We, as a culture of 21st century world citizens, thrive on instant gratification. Whether it is immediately snatching the camera out of friends hand after they take your photo to see how it turned out or obsessively checking the shipping status of a shirt you ordered at midnight the night before (guilty) or zipping through a drive thru because you want dinner now but do not want to wait for anything to cook. This same idea of instant gratification, I feel, can be applied to eating disorder recovery.
All too often I get wrapped up in the thought that I should be further along in my recovery than I am or that I want to eliminate thoughts/behaviors associated with ED without putting in the necessary time or effort to get there. I feel like I should be seeing tangible/visual results of my recovery now; on a time frame I want, not the time frame of God, ED or my even therapist. It is usually when I expect instant gratification in my recovery, that frustration and anger set in; two emotions that ED likes to use to entice me into relapse. There is no perfect, linear timeline for recovery and your recovery will never be at the same pace at anyone else’s. But, the most amazing thing is that that is what is so great about recovery. Each of us will have our own unique time frame and learning experiences during recovery as a means to learn different lessons, assist others or find exactly what we need out of our recovery. Our human nature of instant gratification has to take a back seat to our journey to recovery.

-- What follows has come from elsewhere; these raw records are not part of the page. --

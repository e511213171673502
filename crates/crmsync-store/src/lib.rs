//! crmsync Store - SQLite persistence
//!
//! SQLite-backed storage for:
//! - Synced records (one per owner and remote id)
//! - Leads and their call state
//!
//! ## Architecture
//!
//! This crate implements the `IRecordStore` and `ILeadRepository` ports from
//! `crmsync-core`. It is a driven (secondary) adapter in the hexagonal
//! architecture.
//!
//! ## Key Components
//!
//! - [`DatabasePool`] - Connection pool with migration support
//! - [`SqliteRecordStore`] - `IRecordStore` implementation
//! - [`SqliteLeadRepository`] - `ILeadRepository` implementation
//! - [`StoreError`] - Error types for store operations
//!
//! ## Usage
//!
//! ```no_run
//! use std::path::Path;
//! use crmsync_store::{DatabasePool, SqliteRecordStore};
//!
//! # async fn example() -> anyhow::Result<()> {
//! let pool = DatabasePool::new(Path::new("/var/lib/crmsync/crmsync.db")).await?;
//! let store = SqliteRecordStore::new(pool.pool().clone());
//! // Use store as IRecordStore...
//! # Ok(())
//! # }
//! ```

pub mod leads;
pub mod pool;
pub mod records;
mod rows;

pub use leads::SqliteLeadRepository;
pub use pool::DatabasePool;
pub use records::SqliteRecordStore;

/// Errors that can occur during store operations
#[derive(Debug, thiserror::Error)]
pub enum StoreError {
    /// Failed to establish a database connection
    #[error("Connection failed: {0}")]
    ConnectionFailed(String),

    /// A database query failed
    #[error("Query failed: {0}")]
    QueryFailed(String),

    /// Schema migration failed
    #[error("Migration failed: {0}")]
    MigrationFailed(String),

    /// Serialization or deserialization of domain types failed
    #[error("Serialization error: {0}")]
    SerializationError(String),

    /// An update targeted a row that does not exist
    #[error("Not found: {0}")]
    NotFound(String),
}

impl From<sqlx::Error> for StoreError {
    fn from(e: sqlx::Error) -> Self {
        StoreError::QueryFailed(e.to_string())
    }
}
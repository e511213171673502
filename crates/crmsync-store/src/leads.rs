//! SQLite implementation of ILeadRepository

use std::str::FromStr;

use sqlx::sqlite::SqliteRow;
use sqlx::{Row, SqlitePool};

use crmsync_core::domain::{
    newtypes::LeadId, CallStateUpdate, CallStatus, Lead, PhoneLookup,
};
use crmsync_core::ports::ILeadRepository;

use crate::rows::{escape_like, format_datetime, parse_datetime, parse_optional_datetime};
use crate::StoreError;

/// SQLite-based implementation of the lead repository port
pub struct SqliteLeadRepository {
    pool: SqlitePool,
}

impl SqliteLeadRepository {
    /// Creates a new repository with the given connection pool
    pub fn new(pool: SqlitePool) -> Self {
        Self { pool }
    }

    /// Lists every lead, oldest first
    pub async fn list_leads(&self) -> anyhow::Result<Vec<Lead>> {
        let rows = sqlx::query("SELECT * FROM leads ORDER BY created_at ASC")
            .fetch_all(&self.pool)
            .await?;

        let mut leads = Vec::with_capacity(rows.len());
        for row in &rows {
            leads.push(lead_from_row(row)?);
        }
        Ok(leads)
    }
}

fn lead_from_row(row: &SqliteRow) -> Result<Lead, StoreError> {
    let id_str: String = row.get("id");
    let status_str: String = row.get("call_status");
    let started_str: Option<String> = row.get("call_started_at");
    let last_call_str: Option<String> = row.get("last_call_at");
    let created_str: String = row.get("created_at");

    let id = LeadId::from_str(&id_str)
        .map_err(|e| StoreError::SerializationError(format!("Invalid lead id: {}", e)))?;
    let call_status = CallStatus::from_str(&status_str)
        .map_err(|e| StoreError::SerializationError(e.to_string()))?;

    Ok(Lead::from_parts(
        id,
        row.get("name"),
        row.get("phone"),
        call_status,
        parse_optional_datetime(started_str)?,
        row.get::<Option<i64>, _>("last_call_duration"),
        parse_optional_datetime(last_call_str)?,
        parse_datetime(&created_str)?,
    ))
}

#[async_trait::async_trait]
impl ILeadRepository for SqliteLeadRepository {
    async fn save_lead(&self, lead: &Lead) -> anyhow::Result<()> {
        sqlx::query(
            "INSERT OR REPLACE INTO leads \
             (id, name, phone, call_status, call_started_at, last_call_duration, \
              last_call_at, created_at) \
             VALUES (?, ?, ?, ?, ?, ?, ?, ?)",
        )
        .bind(lead.id().to_string())
        .bind(lead.name())
        .bind(lead.phone())
        .bind(lead.call_status().as_str())
        .bind(lead.call_started_at().map(|dt| format_datetime(&dt)))
        .bind(lead.last_call_duration())
        .bind(lead.last_call_at().map(|dt| format_datetime(&dt)))
        .bind(format_datetime(&lead.created_at()))
        .execute(&self.pool)
        .await?;

        tracing::trace!(lead_id = %lead.id(), "Saved lead");
        Ok(())
    }

    async fn get_lead(&self, id: &LeadId) -> anyhow::Result<Option<Lead>> {
        let row = sqlx::query("SELECT * FROM leads WHERE id = ?")
            .bind(id.to_string())
            .fetch_optional(&self.pool)
            .await?;

        match row {
            Some(ref r) => Ok(Some(lead_from_row(r)?)),
            None => Ok(None),
        }
    }

    async fn find_leads_by_phone(
        &self,
        lookup: &PhoneLookup,
        limit: u32,
    ) -> anyhow::Result<Vec<Lead>> {
        let rows = sqlx::query(
            "SELECT * FROM leads \
             WHERE phone = ? OR phone = ? OR phone LIKE ? ESCAPE '\\' \
             ORDER BY created_at ASC \
             LIMIT ?",
        )
        .bind(&lookup.exact)
        .bind(&lookup.normalized)
        .bind(format!("%{}", escape_like(&lookup.suffix)))
        .bind(i64::from(limit))
        .fetch_all(&self.pool)
        .await?;

        let mut leads = Vec::with_capacity(rows.len());
        for row in &rows {
            leads.push(lead_from_row(row)?);
        }
        Ok(leads)
    }

    async fn update_call_state(
        &self,
        id: &LeadId,
        update: &CallStateUpdate,
    ) -> anyhow::Result<()> {
        let mut sql = String::from("UPDATE leads SET call_status = ?");
        if update.call_started_at.is_some() {
            sql.push_str(", call_started_at = ?");
        }
        if update.last_call_duration.is_some() {
            sql.push_str(", last_call_duration = ?");
        }
        if update.last_call_at.is_some() {
            sql.push_str(", last_call_at = ?");
        }
        sql.push_str(" WHERE id = ?");

        let mut query = sqlx::query(&sql).bind(update.call_status.as_str());
        if let Some(started) = update.call_started_at {
            query = query.bind(started.map(|dt| format_datetime(&dt)));
        }
        if let Some(duration) = update.last_call_duration {
            query = query.bind(duration);
        }
        if let Some(at) = update.last_call_at {
            query = query.bind(format_datetime(&at));
        }
        let result = query.bind(id.to_string()).execute(&self.pool).await?;

        if result.rows_affected() == 0 {
            return Err(StoreError::NotFound(format!("lead {}", id)).into());
        }

        tracing::trace!(lead_id = %id, status = %update.call_status, "Updated call state");
        Ok(())
    }
}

Case in point (ok, metaphorically, but it still serves to provide a message, I hope), I currently have a few strawberry plants in my back yard. I pretty much have an opposite of a green thumb, which is peculiar given that I worked with a gardening program for the past two years. Anyway, a farmer friend of mine gifted me these strawberry plants last summer, and said to plant them last fall so that I will have fruit this summer. I went home, dug a small hole next to my porch, and pretty much forgot about the plants until last month when they started blossoming. When my farmer friend had his annual strawberry festival at his farm this year, I was disappointed that he had so many acres of ripe strawberries and I, from the same plant stock as him, only had a few white blossoms. However, as with recovery, my plants had their own time frame in mind. For the past few days, I have been finding one or two ripe berries to pick in the morning. I go outside in my pjs; something I would never have done before I started recovery. I sit on the edge of my porch in the early morning cool, pick a strawberry off the plant, and enjoy it in the peaceful quiet of the morning. It is my moment of calm before beginning my day; a moment where ED, my schedule, my job, nothing is important other than being present in the moment. That is when I remember, my strawberries were not ready at the same time as my farmer friend’s. But, you know what, that just was not the way things were supposed to go. Likewise, my recovery may not be as fast or as slow as the person next to me, but, that is ok. There is no race to the finish line of recovery. There is no prize for having the perfect recovery; mainly because there is no such thing as a perfect recovery. There are no clear set, detailed instructions on how to achieve recovery; if there were, I would put it in book form and give it to you. Recovery is about finding YOURSELF apart from ED. And, as there is no one else like you, your recovery will not be exactly like anyone else’s recovery, and it will take time. It took time for your eating disorder to develop; it makes sense that it will take time to recover your life from it. Embrace your uniqueness. You are worthy of recovery…just do not expect instant gratification and have grace with yourself.
Ecclesiastes 3:1 and 11-12
1: There is a time for everything, and a season for every activity under the heavens
11-12: He has made everything beautiful in its time. He has also set eternity in the human heart; yet no one can fathom what God has done from beginning to end. I know that there is nothing better for people than to be happy and to do good while they live.